Gálvez is accused of tax evasion, something that the editorial team of the Coexistence Study Center precluded in a press release.
“Karina has no business, nor is she self-employed in her work, nor does she work for the Cuban state,” says the letter signed by the team of the first think tank in the western part of the island. continue reading
The members of Convivencia explain that the accusation refers to the sale of Galvez’s home: “All the transactions carried out in 2014 are in order and all corresponding tax payments have been made.”
According to the note, the detainee is being advised by the team of lawyers of the International Legal Consultancy in Pinar del Río.
Karins Gálvez’s house is sealed and friends and relatives are prohibited from entering. According to the official who identified herself as Major Odalys, the house is “occupied” and Galvez will be held incommunicado for seven days, after which she may receive a visit to give her personal cleanliness supplies.
“They have not taken anything from the house, what they have done is pasted on the doors and the garage papers handwritten in ink,” Yoandy Izquierdo, a member of the editorial team ‘Coexistence’, told 14ymedio.
According to Izquierdo, after a week, police and state security officials will determine whether they will impose “a precautionary measure, bail or imprisonment.”
The break-in of Galvez’s house came within a few hours of the inauguration of the new interior minister, Julio César Gandarilla, who exercises command of the National Revolutionary Police and State Security forces.
Dagoberto Valdés Hernández, director of the Coexistence Study Center, has highlighted the increase in repressive actions against the center, which has no political affiliation.
“This is part of the harassment that the Study Center has been suffering intensely for months.
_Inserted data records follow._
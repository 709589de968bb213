//! Deterministic names derived from result table ids.
//!
//! Retries rely on these being pure: the same table id always maps to
//! the same platform names, so a second attempt finds what the first
//! one created instead of creating it again.

use tsmeta_core::DEFAULT_TABLE_SUFFIX;

/// Characters of the table id kept in a data hub name.
pub const DATA_HUB_NAME_MAX: usize = 40;
/// Upper bound of a raw data name, prefix included.
pub const RAW_DATA_NAME_MAX: usize = 50;
/// Upper bound of a kafka consumer group name, prefix included.
pub const CONSUMER_GROUP_MAX: usize = 32;

const VM_PREFIX: &str = "vm_";

/// Data hub name and kafka topic for `table_id`.
///
/// `a-b.c--d.__default__` becomes `vm_a_b_c_d` with topic
/// `vm_a_b_c_d{default_biz_id}`.
pub fn data_hub_name_and_topic(table_id: &str, default_biz_id: i64) -> (String, String) {
    let table_id = table_id
        .strip_suffix(DEFAULT_TABLE_SUFFIX)
        .unwrap_or(table_id);
    let name = collapse(&table_id.replace('-', "_"));
    let name = collapse(&name.replace('.', "_"));
    let name = collapse(&format!(
        "{VM_PREFIX}{}",
        keep_suffix(&name, DATA_HUB_NAME_MAX)
    ));
    let topic = format!("{name}{default_biz_id}");
    (name, topic)
}

/// Consumer group the platform uses to read a table's topic.
pub fn consumer_group_name(prefix: &str, table_id: &str) -> String {
    let name = format!("{prefix}_{}", table_id.replace('.', "_"));
    keep_suffix(&name, CONSUMER_GROUP_MAX)
        .to_lowercase()
        .trim_start_matches('_')
        .to_string()
}

/// Raw data name registered through a deploy plan.
pub fn raw_data_name(prefix: &str, table_id: &str) -> String {
    let rt = table_id.replace('.', "__");
    let budget = RAW_DATA_NAME_MAX.saturating_sub(prefix.chars().count() + 1);
    format!("{prefix}_{}", keep_suffix(&rt, budget))
}

/// Result table id the platform assigns to a clean named `name`.
pub fn clean_result_table_id(biz_id: i64, name: &str) -> String {
    format!("{biz_id}_{name}")
}

/// The last `max_chars` characters of `s`.
pub fn keep_suffix(s: &str, max_chars: usize) -> &str {
    let count = s.chars().count();
    if count <= max_chars {
        return s;
    }
    match s.char_indices().nth(count - max_chars) {
        Some((idx, _)) => &s[idx..],
        None => "",
    }
}

fn collapse(s: &str) -> String {
    s.replace("__", "_")
}

#[cfg(test)]
mod tests {
    use super::*;

    #[test]
    fn data_hub_name_strips_default_suffix_and_separators() {
        for _ in 0..3 {
            assert_eq!(
                data_hub_name_and_topic("a-b.c--d.__default__", 2),
                ("vm_a_b_c_d".to_string(), "vm_a_b_c_d2".to_string())
            );
        }
    }

    #[test]
    fn data_hub_name_keeps_table_suffix_within_bound() {
        let table_id = "1001_bkmonitor_time_series_1572999.container_network_receive_bytes_total";
        let (name, topic) = data_hub_name_and_topic(table_id, 100147);
        assert!(name.len() <= DATA_HUB_NAME_MAX + VM_PREFIX.len());
        assert!(name.starts_with("vm_"));
        assert!(name.ends_with("receive_bytes_total"));
        assert_eq!(topic, format!("{name}100147"));
    }

    #[test]
    fn prefixing_cannot_reintroduce_double_underscore() {
        let (name, _) = data_hub_name_and_topic("_leading.metric", 2);
        assert_eq!(name, "vm_leading_metric");
    }

    #[test]
    fn consumer_group_is_bounded_lowercase_and_trimmed() {
        assert_eq!(consumer_group_name("bkm", "2_Sys.CPU"), "bkm_2_sys_cpu");
        assert_eq!(
            consumer_group_name("bkm", "2_bkmonitor_time_series_1572864.__default__"),
            "time_series_1572864___default__"
        );
    }

    #[test]
    fn raw_data_name_never_exceeds_bound() {
        assert_eq!(raw_data_name("bkm", "2_bkmonitor.cpu"), "bkm_2_bkmonitor__cpu");
        let long = "2_bkmonitor_time_series_1572864.a_really_long_metric_group_name.__default__";
        let name = raw_data_name("bkm", long);
        assert_eq!(name.chars().count(), RAW_DATA_NAME_MAX);
        assert!(name.starts_with("bkm_"));
        assert!(name.ends_with("____default__"));
    }

    #[test]
    fn keep_suffix_counts_characters() {
        assert_eq!(keep_suffix("abcdef", 3), "def");
        assert_eq!(keep_suffix("abc", 10), "abc");
        assert_eq!(keep_suffix("日志abc", 4), "志abc");
    }

    #[test]
    fn clean_result_table_id_prefixes_biz() {
        assert_eq!(clean_result_table_id(2, "vm_cpu"), "2_vm_cpu");
    }
}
I was warned that life would be more difficult for us and we are not in a time of maintaining alternative positions,” Valdes said in a telephone conversation with 14ymedio.
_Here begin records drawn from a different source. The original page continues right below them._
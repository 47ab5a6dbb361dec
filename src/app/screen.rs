// SPDX-License-Identifier: MPL-2.0
//! Screen enumeration for application navigation.

/// Screens the user can navigate between.
#[derive(Debug, Clone, Copy, PartialEq, Eq)]
pub enum Screen {
    Gallery,
    Settings,
    About,
}
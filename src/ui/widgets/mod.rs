// SPDX-License-Identifier: MPL-2.0
//! Custom widgets.

pub mod animated_spinner;

pub use animated_spinner::AnimatedSpinner;
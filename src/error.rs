// SPDX-License-Identifier: MPL-2.0
use std::fmt;

#[derive(Debug, Clone)]
pub enum Error {
    Config(String),
    Io(String),
}

/// Specific error types for scrape and download failures.
/// Used to provide user-friendly, localized error messages.
#[derive(Debug, Clone, PartialEq, Eq)]
pub enum FetchError {
    /// Could not reach the scraping endpoint at all.
    Connection(String),

    /// The request or response timed out at the socket layer.
    Timeout,

    /// The endpoint answered with a non-success HTTP status.
    Status(u16),

    /// The response body was not the expected JSON shape.
    MalformedResponse(String),

    /// The fetched data was not a decodable image.
    InvalidImage(String),

    /// Generic error with raw message.
    Other(String),
}

impl FetchError {
    /// Returns the i18n message key for this error type.
    pub fn i18n_key(&self) -> &'static str {
        match self {
            FetchError::Connection(_) => "notification-fetch-error-connection",
            FetchError::Timeout => "notification-fetch-error-timeout",
            FetchError::Status(_) => "notification-fetch-error-status",
            FetchError::MalformedResponse(_) => "notification-fetch-error-malformed",
            FetchError::InvalidImage(_) => "notification-fetch-error-invalid-image",
            FetchError::Other(_) => "notification-fetch-error-general",
        }
    }

    /// Categorizes a reqwest error into a specific `FetchError`.
    ///
    /// reqwest errors are not `Clone`, so they are converted at the earliest
    /// boundary and only the category plus message travel through messages.
    pub fn from_reqwest(err: &reqwest::Error) -> Self {
        if err.is_timeout() {
            return FetchError::Timeout;
        }
        if let Some(status) = err.status() {
            return FetchError::Status(status.as_u16());
        }
        if err.is_connect() || err.is_request() {
            return FetchError::Connection(err.to_string());
        }
        if err.is_decode() || err.is_body() {
            return FetchError::MalformedResponse(err.to_string());
        }
        FetchError::Other(err.to_string())
    }
}

impl fmt::Display for FetchError {
    fn fmt(&self, f: &mut fmt::Formatter<'_>) -> fmt::Result {
        match self {
            FetchError::Connection(msg) => write!(f, "Connection failed: {}", msg),
            FetchError::Timeout => write!(f, "Request timed out"),
            FetchError::Status(code) => write!(f, "Server returned HTTP {}", code),
            FetchError::MalformedResponse(msg) => write!(f, "Malformed response: {}", msg),
            FetchError::InvalidImage(msg) => write!(f, "Invalid image data: {}", msg),
            FetchError::Other(msg) => write!(f, "{}", msg),
        }
    }
}

impl fmt::Display for Error {
    fn fmt(&self, f: &mut fmt::Formatter<'_>) -> fmt::Result {
        match self {
            Error::Config(e) => write!(f, "Config Error: {}", e),
            Error::Io(e) => write!(f, "I/O Error: {}", e),
        }
    }
}

impl From<std::io::Error> for Error {
    fn from(err: std::io::Error) -> Self {
        Error::Io(err.to_string())
    }
}

impl From<toml::de::Error> for Error {
    fn from(err: toml::de::Error) -> Self {
        Error::Config(err.to_string())
    }
}

impl From<toml::ser::Error> for Error {
    fn from(err: toml::ser::Error) -> Self {
        Error::Config(err.to_string())
    }
}

pub type Result<T> = std::result::Result<T, Error>;

#[cfg(test)]
mod tests {
    use super::*;

    #[test]
    fn display_formats_io_error() {
        let err = Error::Io("disk failure".to_string());
        assert_eq!(format!("{}", err), "I/O Error: disk failure");
    }

    #[test]
    fn from_io_error_produces_io_variant() {
        let io_error = std::io::Error::other("boom");
        let err: Error = io_error.into();
        match err {
            Error::Io(message) => assert!(message.contains("boom")),
            _ => panic!("expected Io variant"),
        }
    }

    #[test]
    fn fetch_error_i18n_keys() {
        assert_eq!(
            FetchError::Timeout.i18n_key(),
            "notification-fetch-error-timeout"
        );
        assert_eq!(
            FetchError::Status(500).i18n_key(),
            "notification-fetch-error-status"
        );
        assert_eq!(
            FetchError::MalformedResponse(String::new()).i18n_key(),
            "notification-fetch-error-malformed"
        );
    }

    #[test]
    fn fetch_error_display_includes_status_code() {
        let err = FetchError::Status(502);
        assert!(format!("{}", err).contains("502"));
    }
}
“What they have done to Karina Gálvez is a clear violation of human rights and it seems to concern the production of thought for the future of the country, when precisely what we Cubans need sit down around the table and discuss how we can solve the serious problems our nation is experiencing,” he added.
On Christmas Eve, Galvez had been summoned to the Department of Immigration and Immigration (DIE) where she was questioned about her travels outside Cuba.
Valdés himself underwent an intense interrogation last October when she was told that her academic activity represented a danger.
On November 25, State Security banned a meeting of the Center that was intended to address the issue of culture and education in the future of Cuba.
“The repressive wave grows and spreads like we have never seen. We are very worried and we want to make a warning call,” said Valdés.